The analysis finds that Millennials are:

  • More than twice as likely as Baby Boomers to use a walk-in clinic. Thirty percent of millennials have used a walk-in clinic, compared to 14 percent among Baby Boomers and 18 percent among Gen Xers.
  • More than twice as likely to be interested in telemedicine than Baby Boomers. Forty percent of Millennials are interested in telemedicine compared with 19 percent among Baby Boomers and 27 percent among Gen Xers.
  • More likely than other generations to have researched health care options, such as checking the quality or rating of a doctor or hospital (51 percent Millennial vs. 34 percent Gen X and 31 percent Baby Boomers); using an online health cost tracking tool (28 percent Millennial vs. 17 percent Gen X and 10 percent Baby Boomers); or otherwise finding health cost information (72 percent Millennial vs. 65 percent Gen X and 64 percent Baby Boomers).
  • More likely to participate in wellness programs. For example, Millennials are more than twice as likely than Baby Boomers to participate in counseling on stress management, mindfulness classes, and resiliency training (33 percent Millennial vs. 21 percent Gen X and 15 percent Baby Boomers).

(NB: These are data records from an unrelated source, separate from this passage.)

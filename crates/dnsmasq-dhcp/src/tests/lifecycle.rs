//! Start and stop behaviour against fake executables.

use std::fs;

use rstest::{fixture, rstest};

use super::support::{
    FAILING_DNSMASQ, FAILING_KILL, FakeTools, GARBAGE_PID_DNSMASQ, LATE_FAILING_DNSMASQ,
    PID_WRITING_DNSMASQ, QUIET_DNSMASQ, RECORDING_KILL, SPAWN_LOCK,
};

#[fixture]
fn tools() -> FakeTools {
    let tools = FakeTools::new();
    tools.install_kill(RECORDING_KILL);
    tools
}

#[rstest]
#[tokio::test]
async fn start_returns_output_and_records_pid(tools: FakeTools) {
    let _spawn = SPAWN_LOCK.lock().await;
    tools.install_dnsmasq(PID_WRITING_DNSMASQ);
    let mut server = tools.server();

    let output = server.start().await.expect("start");

    assert_eq!(output.stdout.as_deref(), Some("dnsmasq started successfully"));
    assert_eq!(output.stderr, None);
    assert_eq!(output.code, 0);
    assert_eq!(server.pid(), Some(4242));
    assert_eq!(tools.recorded_arguments(), server.arguments());
}

#[rstest]
#[tokio::test]
async fn start_without_pid_file_leaves_pid_unset(tools: FakeTools) {
    let _spawn = SPAWN_LOCK.lock().await;
    tools.install_dnsmasq(QUIET_DNSMASQ);
    let mut server = tools.server();

    let output = server.start().await.expect("start");

    assert!(output.success());
    assert_eq!(server.pid(), None);
}

#[rstest]
#[tokio::test]
async fn failing_process_reports_its_output(tools: FakeTools) {
    let _spawn = SPAWN_LOCK.lock().await;
    tools.install_dnsmasq(FAILING_DNSMASQ);
    let mut server = tools.server();

    let error = server.start().await.expect_err("nonzero exit");

    let output = error.output().expect("process output");
    assert_eq!(output.code, 3);
    assert_eq!(output.stdout, None);
    assert_eq!(
        output.stderr.as_deref(),
        Some("dnsmasq: unknown interface eth9")
    );
    assert_eq!(
        error.to_string(),
        "dnsmasq exited with status 3: dnsmasq: unknown interface eth9"
    );
    assert_eq!(server.pid(), None);
}

#[rstest]
#[tokio::test]
async fn pid_written_before_failure_is_still_recorded(tools: FakeTools) {
    let _spawn = SPAWN_LOCK.lock().await;
    tools.install_dnsmasq(LATE_FAILING_DNSMASQ);
    let mut server = tools.server();

    let error = server.start().await.expect_err("nonzero exit");

    assert_eq!(error.output().map(|output| output.code), Some(2));
    assert_eq!(server.pid(), Some(4343));
    assert_eq!(server.stop(None).await.expect("stop"), Some(4343));
    assert_eq!(tools.signalled_pids(), ["4343"]);
}

#[rstest]
#[tokio::test]
async fn unreadable_pid_does_not_fail_a_clean_start(tools: FakeTools) {
    let _spawn = SPAWN_LOCK.lock().await;
    tools.install_dnsmasq(GARBAGE_PID_DNSMASQ);
    let mut server = tools.server();

    let output = server.start().await.expect("exit 0 starts cleanly");

    assert!(output.success());
    assert_eq!(output.stdout.as_deref(), Some("dnsmasq started successfully"));
    assert_eq!(server.pid(), None);
}

#[rstest]
#[tokio::test]
async fn unreadable_pid_keeps_previously_recorded_pid(tools: FakeTools) {
    let _spawn = SPAWN_LOCK.lock().await;
    tools.install_dnsmasq(GARBAGE_PID_DNSMASQ);
    let mut server = tools.server();
    server.set_pid(Some(1234));

    server.start().await.expect("exit 0 starts cleanly");

    assert_eq!(server.pid(), Some(1234));
}

#[rstest]
#[tokio::test]
async fn start_then_stop_signals_and_cleans_up(tools: FakeTools) {
    let _spawn = SPAWN_LOCK.lock().await;
    tools.install_dnsmasq(PID_WRITING_DNSMASQ);
    let mut server = tools.server();
    server.start().await.expect("start");
    assert!(tools.pid_file().exists());

    let stopped = server.stop(None).await.expect("stop");

    assert_eq!(stopped, Some(4242));
    assert_eq!(server.pid(), None);
    assert!(!tools.pid_file().exists());
    assert_eq!(tools.signalled_pids(), ["4242"]);
}

#[rstest]
#[tokio::test]
async fn override_pid_is_used_when_none_recorded(tools: FakeTools) {
    let _spawn = SPAWN_LOCK.lock().await;
    let mut server = tools.server();

    assert_eq!(server.stop(Some(77)).await.expect("stop"), Some(77));
    assert_eq!(tools.signalled_pids(), ["77"]);
}

#[rstest]
#[tokio::test]
async fn recorded_pid_takes_precedence_over_override(tools: FakeTools) {
    let _spawn = SPAWN_LOCK.lock().await;
    let mut server = tools.server();
    server.set_pid(Some(10));

    assert_eq!(server.stop(Some(20)).await.expect("stop"), Some(10));
    assert_eq!(tools.signalled_pids(), ["10"]);
}

#[rstest]
#[tokio::test]
async fn repeated_stop_signals_once(tools: FakeTools) {
    let _spawn = SPAWN_LOCK.lock().await;
    let mut server = tools.server();
    server.set_pid(Some(5));

    assert_eq!(server.stop(None).await.expect("first stop"), Some(5));
    assert_eq!(server.stop(None).await.expect("second stop"), None);
    assert_eq!(tools.signalled_pids(), ["5"]);
}

#[rstest]
#[tokio::test]
async fn stale_pid_file_is_removed_without_signalling(tools: FakeTools) {
    let mut server = tools.server();
    fs::write(tools.pid_file(), "31337\n").expect("write stale pid");

    assert_eq!(server.stop(None).await.expect("stop"), None);
    assert!(!tools.pid_file().exists());
    assert!(tools.signalled_pids().is_empty());
}

#[rstest]
#[tokio::test]
async fn failing_termination_utility_is_not_an_error(tools: FakeTools) {
    let _spawn = SPAWN_LOCK.lock().await;
    tools.install_kill(FAILING_KILL);
    let mut server = tools.server();
    server.set_pid(Some(9));

    assert_eq!(server.stop(None).await.expect("stop"), Some(9));
    assert_eq!(server.pid(), None);
}
//! Executable discovery across a colon-delimited search path.
//!
//! The supervisor locates the dnsmasq binary exactly once, when the server
//! instance is built. The inherited `PATH` is read but never modified; a copy
//! is extended with the conventional system-binary directory so dnsmasq is
//! found even when the caller's `PATH` omits `/usr/sbin`.

use std::env;
use std::path::{Path, PathBuf};

use tracing::debug;

/// Directory guaranteed to be part of every [`SearchPath`].
pub const SYSTEM_BINARY_DIR: &str = "/usr/sbin";

const RESOLVER_TARGET: &str = concat!(env!("CARGO_PKG_NAME"), "::resolver");

/// Ordered set of directories searched for an executable.
///
/// ```
/// use dnsmasq_dhcp::SearchPath;
///
/// let search_path = SearchPath::new(["/opt/dnsmasq/bin"]);
/// assert_eq!(search_path.directories().len(), 2);
/// assert!(search_path.directories().ends_with(&["/usr/sbin".into()]));
/// ```
#[derive(Debug, Clone, PartialEq, Eq)]
pub struct SearchPath {
    directories: Vec<PathBuf>,
}

impl SearchPath {
    /// Builds a search path from the given directories, appending
    /// [`SYSTEM_BINARY_DIR`] when it is missing. Empty entries are skipped.
    pub fn new<I, P>(directories: I) -> Self
    where
        I: IntoIterator<Item = P>,
        P: Into<PathBuf>,
    {
        let mut searched: Vec<PathBuf> = directories
            .into_iter()
            .map(Into::into)
            .filter(|dir| !dir.as_os_str().is_empty())
            .collect();
        let system_dir = Path::new(SYSTEM_BINARY_DIR);
        if !searched.iter().any(|dir| dir == system_dir) {
            searched.push(system_dir.to_path_buf());
        }
        Self {
            directories: searched,
        }
    }

    /// Builds a search path from the inherited `PATH` variable.
    #[must_use]
    pub fn from_env() -> Self {
        match env::var_os("PATH") {
            Some(raw) => Self::new(env::split_paths(&raw)),
            None => Self::new(Vec::<PathBuf>::new()),
        }
    }

    /// Directories in search order.
    #[must_use]
    pub fn directories(&self) -> &[PathBuf] {
        &self.directories
    }

    /// Locates `name` in the search path.
    ///
    /// Every directory is inspected and the last one holding a regular file
    /// called `name` wins. Returns `None` when no directory contains it.
    #[must_use]
    pub fn resolve(&self, name: &str) -> Option<PathBuf> {
        let resolved = self
            .directories
            .iter()
            .map(|dir| dir.join(name))
            .filter(|candidate| candidate.is_file())
            .inspect(|candidate| {
                debug!(
                    target: RESOLVER_TARGET,
                    candidate = %candidate.display(),
                    "found executable candidate"
                );
            })
            .last();
        match &resolved {
            Some(path) => debug!(
                target: RESOLVER_TARGET,
                binary = name,
                path = %path.display(),
                "resolved executable"
            ),
            None => debug!(
                target: RESOLVER_TARGET,
                binary = name,
                searched = ?self.directories,
                "executable not found in search path"
            ),
        }
        resolved
    }
}

impl Default for SearchPath {
    fn default() -> Self {
        Self::from_env()
    }
}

“Interestingly, Millennials’ health care consumption habits correspond to being significantly more satisfied with their health plan choices,” said Paul Fronstin, director of the Health Research and Education Program at EBRI. He noted that Millennials are more satisfied with the ease of selecting a plan (56 percent Millennial vs. 46 percent Gen X and 43 percent Baby Boomers); information available to help understand health plan choices (56 percent Millennial vs. 46 percent Gen X and 46 percent Baby Boomers); number of health plans to choose from (47 percent millennials vs. 34 percent Gen X and 32 percent Baby Boomers); and availability and affordability of health plans (46 percent Millennial vs. 33 percent Gen X and 29 percent Baby Boomers).

“This perhaps reflects their comfort in researching consumer decisions online, and applying the same consumer habits they use on Amazon or other retail online cites to the health care arena.” Fronstin concluded.